Middle East war poses biggest test of India's macro resilience: S&P Global
Synopsis
Key Takeaways
Energy price spikes and supply chain disruptions stemming from the Middle East war represent the largest energy shock on record for India, posing the most serious challenge to the country's macroeconomic stability in recent years, according to a report by S&P Global India released on Wednesday, 6 May 2025. The findings arrive as India's post-COVID fiscal consolidation — a hard-won reduction in the fiscal deficit from 9.2% of GDP in FY2021 to 4.4% in FY2025-26 — faces what analysts describe as its toughest stress test.

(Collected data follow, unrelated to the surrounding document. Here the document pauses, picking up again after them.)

//! Secondary link state machine
//!
//! Responds to peer-initiated primary frames: link reset, link status
//! interrogation, and confirmed data reception with FCB validation.
//! Unconfirmed user data never reaches this machine; the facade hands it
//! straight up.

use crate::session::link_layer::LinkLayer;
use log::warn;

/// States of the secondary (responding) side
///
/// A confirmed-data FCB is accepted iff it equals `next_read_fcb`;
/// matching data is delivered up and the expectation toggles, a
/// mismatch is ACKed as a duplicate but not re-delivered.
#[derive(Debug, Clone, Copy, PartialEq, Eq)]
pub(crate) enum SecState {
    NotReset,
    Reset,
}

impl LinkLayer {
    pub(crate) fn sec_on_reset_link_states(&mut self) {
        // a reset discards any previous FCB expectation
        self.next_read_fcb = true;
        self.queue_ack();
        self.sec_state = SecState::Reset;
    }

    pub(crate) fn sec_on_request_link_status(&mut self) {
        self.queue_link_status();
    }

    pub(crate) fn sec_on_test_link_states(&mut self, fcb: bool) {
        match self.sec_state {
            SecState::NotReset => {
                warn!("Test link states received while the link is not reset");
                self.queue_nack();
            }
            SecState::Reset => {
                if fcb == self.next_read_fcb {
                    self.next_read_fcb = !self.next_read_fcb;
                    self.queue_ack();
                } else {
                    self.queue_nack();
                }
            }
        }
    }

    pub(crate) fn sec_on_confirmed_user_data(&mut self, fcb: bool, data: &[u8]) {
        match self.sec_state {
            SecState::NotReset => {
                warn!("Confirmed user data received while the link is not reset");
                self.queue_nack();
            }
            SecState::Reset => {
                self.queue_ack();
                if fcb == self.next_read_fcb {
                    self.next_read_fcb = !self.next_read_fcb;
                    self.push_data_up(data);
                } else {
                    warn!("Confirmed user data with a repeated FCB, dropping duplicate");
                }
            }
        }
    }

    pub(crate) fn sec_on_transmit_result(&mut self, _success: bool) {
        // responses are fire-and-forget; nothing to advance
    }
}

The Scale of the Energy Shock
The S&P Global India report states that the ongoing conflict has triggered cascading spillovers well beyond crude oil prices. Freight costs, insurance premiums, supply chains, and fertilizer availability have all come under pressure, compounding the direct impact of elevated energy prices. "The Middle East war represents the biggest test of India's resilience in recent years, with the largest energy shock on record triggering spillovers into freight and insurance costs, supply chains and fertilizers," the report noted.
This is not merely a short-term commodity shock. The report underscores that India's structural dependence on global energy flows and supply chains limits how quickly even an accelerated reform agenda can take effect. Policymakers and regulators may be able to fast-track reforms, but the pace of change, the report cautions, will ultimately be dictated by market realities.
Viksit Bharat 2047 Goals Under Scrutiny
The conflict has brought India's long-term energy and food security ambitions into sharp relief. The report links the current crisis directly to reforms tied to India's Viksit Bharat by 2047 goal — the government's vision of achieving developed-nation status within the next two decades. According to S&P Global, the energy crisis underscores the urgent need for a reliable and resilient domestic energy system.
Notably, the report frames the shock as a potential inflection point rather than purely a setback. It argues the disruption could serve as an opportunity to address tactical bottlenecks and remove structural roadblocks that have historically slowed India's energy transition and economic reform agenda.
Growth Outlook and Fiscal Buffers
India's economic trajectory for fiscal year 2026 and beyond will be shaped by the interplay of global tariff shocks and the strength of domestic policy buffers, the report said. A separate S&P Global report had recently forecast sustained expansion in both manufacturing and services sectors in FY2026, reinforcing India's position among the fastest-growing major economies.
However, ratings agency Crisil Ratings has tempered near-term expectations, projecting India's GDP growth to moderate to 6.6% in FY2026-27, down from a base case estimate of 7.1%. The moderation reflects the combined weight of external demand headwinds and the energy price overhang.
Policy Imperatives Going Forward
The report calls on the government and public stakeholders to strike a careful balance: enhancing domestic growth drivers, attracting foreign capital, and improving external market access — all simultaneously — if India is to meet its 2047 developed-country target. The challenge is compounded by the need to manage near-term energy affordability while investing in long-term resilience infrastructure.
With global geopolitical uncertainty showing no signs of abating, how India deploys its fiscal and policy levers over the next 12 to 24 months is likely to determine whether the country emerges from this shock with its macro fundamentals intact or under sustained strain.